He’s good. At soccer. And unlike Adu or Torres, he has developed defensive tendencies given that he has been on occasion required to deputize at fullback. Despite being a rookie, he is older, bigger and stronger than the Union’s other young, creative options and he has shown his ability with every opportunity he has been given. As a substitute in games where a goal is required, Farfan has shown a consistent knack for spreading the field, taking on defenders and serving in dangerous crosses. With others around him struggling for form, he deserves a spot in the team, whether from the opening whistle or as a substitute.

7. Play a higher defensive line

Yes, this is a dangerous proposition, but with the Union midfield so lacking in players who honor their respective defensive responsibilities, the gap between midfield and defense has grown over the last many matches. Brian Carroll has been the first to suffer from these growing voids of space as he is forced to cover more and more ground with every match—it is time for the defense to press higher and pick up some of that load. While Sebastien Le Toux works hard to get back, his primary objective is to score goals. With Mapp, Paunovic, McInerney and Mwanga filling out the other spots in the attack, it is not surprising that opposition wingers have been having a field day running into the space behind the Union midfield.

So the defense needs to step higher to close down this space. Sheanon Williams, Gabriel Farfan and Carlos Valdes all have the pace to recover when needed but the benefits of the high line will keep free-roaming wingers and playmakers from having time to turn and compose themselves before meeting the wave of the Union defense. This will also put more pressure on the midfield and push them higher up the field, which, as discussed in no. 6, is a priority.


It’s not as much the personnel right now as much as it is the formation and system of play that are causing the Union’s offensive woes. It has been a constant concern throughout the entirety of the 2011 season, but now more than ever, if the Union are going to make a consistent push towards the playoffs, they need to settle into a consistent style of ball-possession and controlled attack in order to find a consistent vein of goal-scoring form. The players are there but the tactics continue to lag behind.


  1. You may get your wish with Marfan starting at right back again against RSL…although I’m not as high on Marfan as others are, he may be the best option we have at right mid considering what are other options are.
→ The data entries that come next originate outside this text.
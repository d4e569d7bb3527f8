//! Reference samplers for edge-prediction mini-batches.
//!
//! # Key Types
//!
//! - [`NeighborSampler`] - Multi-hop in-neighbor sampler producing [`Block`]s
//! - [`UniformNegativeSampler`] - Corrupts seed edges with uniform random destinations
//! - [`sample_in_edges`] - Sample up to k in-edges for each node (single hop)
//!
//! Both samplers are deterministic given the `seed` passed to them, and hold
//! no mutable state, so one instance can serve concurrent callers.

use crate::ids::{EdgeId, NodeId, TypedEdgeIds, TypedNodeIds};
use crate::sampler::{BlockSampler, NegativeSampler, TypedPairs};
use crate::{EdgeType, ExcludeSet, Graph, NodeType, Result, SamplerConfig};
use rand::prelude::*;
use rand_xorshift::XorShiftRng;
use std::collections::{BTreeMap, HashMap, HashSet};

/// Sample up to `k` in-edges of one edge type for each node.
///
/// Edge IDs in `exclude` (IDs of `edge_type`) are never sampled.
///
/// # Returns
/// Map of node ID -> sampled edge IDs. Nodes with no eligible in-edges
/// get an empty list.
///
/// # Complexity
/// O(sum of in-degree over `nodes`)
pub fn sample_in_edges<R: Rng>(
    g: &Graph,
    edge_type: &EdgeType,
    nodes: &[NodeId],
    k: usize,
    exclude: Option<&HashSet<EdgeId>>,
    rng: &mut R,
) -> HashMap<NodeId, Vec<EdgeId>> {
    let mut result = HashMap::with_capacity(nodes.len());

    for &node in nodes {
        let eligible: Vec<EdgeId> = g
            .in_edges(edge_type, node)
            .iter()
            .copied()
            .filter(|eid| !exclude.is_some_and(|ex| ex.contains(eid)))
            .collect();

        let sampled = if eligible.len() <= k {
            eligible
        } else {
            eligible.choose_multiple(rng, k).copied().collect()
        };
        result.insert(node, sampled);
    }

    result
}

/// One message-passing layer of a mini-batch.
///
/// Destination nodes are a prefix of the source nodes of the same type, so
/// a model can read destination features from the first rows of its input.
#[derive(Debug, Clone, Default, PartialEq)]
pub struct Block {
    /// Source nodes per type (original graph IDs).
    pub src_nodes: TypedNodeIds,
    /// Destination nodes per type (original graph IDs).
    pub dst_nodes: TypedNodeIds,
    /// Edges per type as `(src_local, dst_local)` positions into the node lists.
    pub edges: BTreeMap<EdgeType, Vec<(usize, usize)>>,
    /// Original edge IDs, parallel to `edges`.
    pub edge_ids: TypedEdgeIds,
}

impl Block {
    /// Total number of sampled edges.
    pub fn num_edges(&self) -> usize {
        self.edges.values().map(Vec::len).sum()
    }
}

/// Result of block sampling.
#[derive(Debug, Clone, Default, PartialEq)]
pub struct BlockSample {
    /// Nodes whose features feed the first block.
    pub input_nodes: TypedNodeIds,
    /// Nodes whose representations the last block produces.
    pub output_nodes: TypedNodeIds,
    /// Blocks, input layer first.
    pub blocks: Vec<Block>,
}

/// Multi-hop in-neighbor sampler for GraphSAGE-style mini-batch training.
///
/// At each hop, every frontier node keeps up to `fanout` of its incoming
/// edges (over all edge types ending at its node type), chosen uniformly.
///
/// # Example
///
/// ```rust
/// use linkpred_core::algo::sampling::NeighborSampler;
/// use linkpred_core::sampler::BlockSampler;
/// use linkpred_core::{Graph, NodeType, TypedNodeIds};
///
/// let g = Graph::homogeneous(4, [(1, 0), (2, 0), (3, 1)]).unwrap();
/// let seeds = TypedNodeIds::single(NodeType::default(), vec![0]);
///
/// // 2 neighbors at the first hop, 1 at the second
/// let sampler = NeighborSampler::new(vec![2, 1]);
/// let sample = sampler.sample(&g, &seeds, None, 42).unwrap();
///
/// assert_eq!(sample.blocks.len(), 2);
/// assert_eq!(sample.output_nodes, seeds);
/// ```
#[derive(Debug, Clone)]
pub struct NeighborSampler {
    /// Number of in-edges to sample at each hop.
    /// fanouts[0] = in-edges of the seed nodes, fanouts[1] = 2-hop, etc.
    fanouts: Vec<usize>,
}

impl NeighborSampler {
    /// Create a new sampler.
    pub fn new(fanouts: Vec<usize>) -> Self {
        Self { fanouts }
    }

    /// Sampler using `config.fanouts`.
    pub fn from_config(config: &SamplerConfig) -> Self {
        Self::new(config.fanouts.clone())
    }

    /// Fanout per hop, seed side first.
    pub fn fanouts(&self) -> &[usize] {
        &self.fanouts
    }
}

/// Ordered node list with position lookup, per node type.
#[derive(Default)]
struct LocalNodes {
    nodes: BTreeMap<NodeType, Vec<NodeId>>,
    index: HashMap<NodeType, HashMap<NodeId, usize>>,
}

impl LocalNodes {
    fn from_ids(ids: &TypedNodeIds) -> Self {
        let mut local = Self::default();
        for (ntype, nodes) in ids.iter() {
            local.nodes.entry(ntype.clone()).or_default();
            for &node in nodes {
                local.get_or_insert(ntype, node);
            }
        }
        local
    }

    fn get_or_insert(&mut self, ntype: &NodeType, node: NodeId) -> usize {
        let index = self.index.entry(ntype.clone()).or_default();
        if let Some(&pos) = index.get(&node) {
            return pos;
        }
        let list = self.nodes.entry(ntype.clone()).or_default();
        let pos = list.len();
        list.push(node);
        index.insert(node, pos);
        pos
    }

    fn into_ids(self) -> TypedNodeIds {
        self.nodes.into_iter().collect()
    }
}

impl BlockSampler for NeighborSampler {
    fn sample(
        &self,
        g: &Graph,
        seed_nodes: &TypedNodeIds,
        exclude: Option<&ExcludeSet>,
        seed: u64,
    ) -> Result<BlockSample> {
        for (ntype, nodes) in seed_nodes.iter() {
            for &node in nodes {
                g.check_node(ntype, node)?;
            }
        }

        let excluded = exclude.map(|ex| ex.eids.to_sets());
        let mut rng = XorShiftRng::seed_from_u64(seed);
        let output_nodes = LocalNodes::from_ids(seed_nodes).into_ids();
        let mut frontier = output_nodes.clone();
        let mut blocks = Vec::with_capacity(self.fanouts.len());

        for &fanout in &self.fanouts {
            let mut src = LocalNodes::from_ids(&frontier);
            let mut edges: BTreeMap<EdgeType, Vec<(usize, usize)>> = BTreeMap::new();
            let mut edge_ids = TypedEdgeIds::new();

            for etype in g.edge_types() {
                let Some(dst_nodes) = frontier.get(&etype.dst_type) else {
                    continue;
                };
                let skip = excluded.as_ref().and_then(|sets| sets.get(etype));
                let sampled = sample_in_edges(g, etype, dst_nodes, fanout, skip, &mut rng);

                let mut layer_edges = Vec::new();
                let mut layer_ids = Vec::new();
                for (dst_pos, dst) in dst_nodes.iter().enumerate() {
                    let Some(eids) = sampled.get(dst) else {
                        continue;
                    };
                    let (sources, _) = g.find_edges(etype, eids)?;
                    for (&eid, u) in eids.iter().zip(sources) {
                        let src_pos = src.get_or_insert(&etype.src_type, u);
                        layer_edges.push((src_pos, dst_pos));
                        layer_ids.push(eid);
                    }
                }
                edges.insert(etype.clone(), layer_edges);
                edge_ids.insert(etype.clone(), layer_ids);
            }

            let src_nodes = src.into_ids();
            blocks.push(Block {
                src_nodes: src_nodes.clone(),
                dst_nodes: frontier,
                edges,
                edge_ids,
            });
            frontier = src_nodes;
        }

        blocks.reverse();
        log::debug!(
            "sampled {} blocks: {} input nodes for {} output nodes",
            blocks.len(),
            frontier.len(),
            output_nodes.len()
        );

        Ok(BlockSample {
            input_nodes: frontier,
            output_nodes,
            blocks,
        })
    }
}

/// Negative sampler that pairs each seed edge's source with `k` uniformly
/// drawn nodes of the destination type.
///
/// Draws are with replacement and may hit existing edges, as in the usual
/// uniform corruption scheme.
#[derive(Debug, Clone, Copy)]
pub struct UniformNegativeSampler {
    k: usize,
}

impl UniformNegativeSampler {
    /// Create a sampler drawing `k` negatives per seed edge.
    pub fn new(k: usize) -> Self {
        Self { k }
    }

    /// Negatives per seed edge.
    pub fn k(&self) -> usize {
        self.k
    }
}

impl NegativeSampler for UniformNegativeSampler {
    fn sample(&self, g: &Graph, seed_edges: &TypedEdgeIds, seed: u64) -> Result<TypedPairs> {
        let mut rng = XorShiftRng::seed_from_u64(seed);
        let mut pairs = TypedPairs::new();

        for (etype, eids) in seed_edges.iter() {
            let (src, _) = g.find_edges(etype, eids)?;
            let num_dst = g.num_nodes(&etype.dst_type);
            let negatives = pairs.entry(etype.clone()).or_default();
            if num_dst == 0 {
                continue;
            }
            for u in src {
                for _ in 0..self.k {
                    negatives.push((u, rng.gen_range(0..num_dst)));
                }
            }
        }

        Ok(pairs)
    }
}

#[cfg(test)]
mod tests {
    use super::*;
    use crate::Device;

    fn fan_in() -> Graph {
        // 1, 2, 3 -> 0; 4 -> 1
        Graph::homogeneous(5, [(1, 0), (2, 0), (3, 0), (4, 1)]).unwrap()
    }

    fn seeds(nodes: Vec<NodeId>) -> TypedNodeIds {
        TypedNodeIds::single(NodeType::default(), nodes)
    }

    #[test]
    fn test_sample_in_edges_caps_at_k() {
        let g = fan_in();
        let mut rng = XorShiftRng::seed_from_u64(42);
        let result = sample_in_edges(&g, &EdgeType::homogeneous(), &[0, 1, 4], 2, None, &mut rng);

        assert_eq!(result[&0].len(), 2);
        assert!(result[&0].iter().all(|e| [0, 1, 2].contains(e)));
        assert_eq!(result[&1], vec![3]);
        assert!(result[&4].is_empty());
    }

    #[test]
    fn test_sample_in_edges_skips_excluded() {
        let g = fan_in();
        let etype = EdgeType::homogeneous();
        let exclude: HashSet<EdgeId> = [0, 2].into_iter().collect();
        let mut rng = XorShiftRng::seed_from_u64(7);
        let result = sample_in_edges(&g, &etype, &[0], 10, Some(&exclude), &mut rng);

        assert_eq!(result[&0], vec![1]);
    }

    #[test]
    fn test_neighbor_sampler_single_hop() {
        let g = fan_in();
        let sampler = NeighborSampler::new(vec![10]);
        let sample = sampler.sample(&g, &seeds(vec![0]), None, 42).unwrap();

        assert_eq!(sample.blocks.len(), 1);
        let block = &sample.blocks[0];
        assert_eq!(block.num_edges(), 3);
        // Destination nodes lead the source list
        assert_eq!(block.src_nodes.get(&NodeType::default()).unwrap()[0], 0);
        assert_eq!(sample.input_nodes.len(), 4);
    }

    #[test]
    fn test_neighbor_sampler_multi_hop_order() {
        let g = fan_in();
        let sampler = NeighborSampler::new(vec![3, 3]);
        let sample = sampler.sample(&g, &seeds(vec![0]), None, 42).unwrap();

        assert_eq!(sample.blocks.len(), 2);
        // Last block produces the seeds; first block consumes the inputs.
        assert_eq!(sample.blocks[1].dst_nodes, seeds(vec![0]));
        assert_eq!(sample.blocks[0].src_nodes, sample.input_nodes);
        assert_eq!(sample.blocks[0].dst_nodes, sample.blocks[1].src_nodes);
        // Node 4 is only reachable at the second hop
        assert!(sample.input_nodes.contains(&NodeType::default(), 4));
    }

    #[test]
    fn test_neighbor_sampler_respects_exclusion() {
        let g = fan_in();
        let etype = EdgeType::homogeneous();
        let exclude = ExcludeSet {
            eids: TypedEdgeIds::single(etype.clone(), vec![0, 1, 2]),
            device: Device::Cpu,
        };
        let sampler = NeighborSampler::new(vec![10]);
        let sample = sampler
            .sample(&g, &seeds(vec![0]), Some(&exclude), 1)
            .unwrap();

        assert_eq!(sample.blocks[0].num_edges(), 0);
        assert_eq!(sample.input_nodes, seeds(vec![0]));
    }

    #[test]
    fn test_neighbor_sampler_exclusion_is_per_type() {
        let a = EdgeType::new("n", "a", "n");
        let b = EdgeType::new("n", "b", "n");
        let mut g = Graph::new();
        g.add_nodes("n", 3);
        g.add_edges(&a, [(1, 0), (2, 0)]).unwrap();
        g.add_edges(&b, [(1, 0), (2, 0)]).unwrap();
        // Same IDs, but only listed under `a`
        let exclude = ExcludeSet {
            eids: TypedEdgeIds::single(a.clone(), vec![0, 1]),
            device: Device::Cpu,
        };
        let seeds = TypedNodeIds::single(NodeType::new("n"), vec![0]);

        let sample = NeighborSampler::new(vec![10])
            .sample(&g, &seeds, Some(&exclude), 3)
            .unwrap();
        let block = &sample.blocks[0];
        assert_eq!(block.edges[&a].len(), 0);
        assert_eq!(block.edges[&b].len(), 2);
    }

    #[test]
    fn test_hub_with_large_exclusion() {
        let n = 5_000;
        let g = Graph::homogeneous(n, (1..n).map(|u| (u, 0))).unwrap();
        let etype = EdgeType::homogeneous();
        let exclude = ExcludeSet {
            eids: TypedEdgeIds::single(etype.clone(), (0..n - 2).collect()),
            device: Device::Cpu,
        };

        let sample = NeighborSampler::new(vec![n])
            .sample(&g, &seeds(vec![0]), Some(&exclude), 0)
            .unwrap();
        assert_eq!(sample.blocks[0].edge_ids.get(&etype), Some(&[n - 2][..]));
    }

    #[test]
    fn test_neighbor_sampler_from_config() {
        let config = SamplerConfig::default().with_fanouts(vec![3, 2, 1]);
        let sampler = NeighborSampler::from_config(&config);
        assert_eq!(sampler.fanouts(), &[3, 2, 1]);

        let sample = sampler.sample(&fan_in(), &seeds(vec![0]), None, 0).unwrap();
        assert_eq!(sample.blocks.len(), 3);
    }

    #[test]
    fn test_neighbor_sampler_rejects_unknown_node() {
        let g = fan_in();
        let sampler = NeighborSampler::new(vec![1]);
        assert!(sampler.sample(&g, &seeds(vec![9]), None, 0).is_err());
    }

    #[test]
    fn test_uniform_negatives_keep_source() {
        let g = fan_in();
        let etype = EdgeType::homogeneous();
        let sampler = UniformNegativeSampler::new(3);
        let pairs = sampler
            .sample(&g, &TypedEdgeIds::single(etype.clone(), vec![0, 3]), 9)
            .unwrap();

        let negs = &pairs[&etype];
        assert_eq!(negs.len(), 6);
        assert!(negs[..3].iter().all(|&(u, v)| u == 1 && v < 5));
        assert!(negs[3..].iter().all(|&(u, v)| u == 4 && v < 5));
    }

    #[test]
    fn test_uniform_negatives_deterministic() {
        let g = fan_in();
        let seeds = TypedEdgeIds::single(EdgeType::homogeneous(), vec![0, 1, 2]);
        let sampler = UniformNegativeSampler::new(2);

        assert_eq!(
            sampler.sample(&g, &seeds, 5).unwrap(),
            sampler.sample(&g, &seeds, 5).unwrap()
        );
    }
}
Also lets stay away from dangerous propositions please…all it takes is one through ball against a high defensive line. Although valdes, williams and garfan have some speed lets avoid having them using it to recover…

    • Eli Pearlman-Storch says:

      I did admit that it was dangerous, but the higher they push, the higher the midfield pushes and so on. More bodies forward always comes at some cost though.

  2. You forgot #8: put the ball on net so we can crash it and get rebounds. It’s somewhat in line with your #5, but rebounds seem to be practically non-existent.

    Unfortunately, I think Nowak thinks he’s smarter than everyone else, and that arrogance is going to be a huge problem for us moving forward.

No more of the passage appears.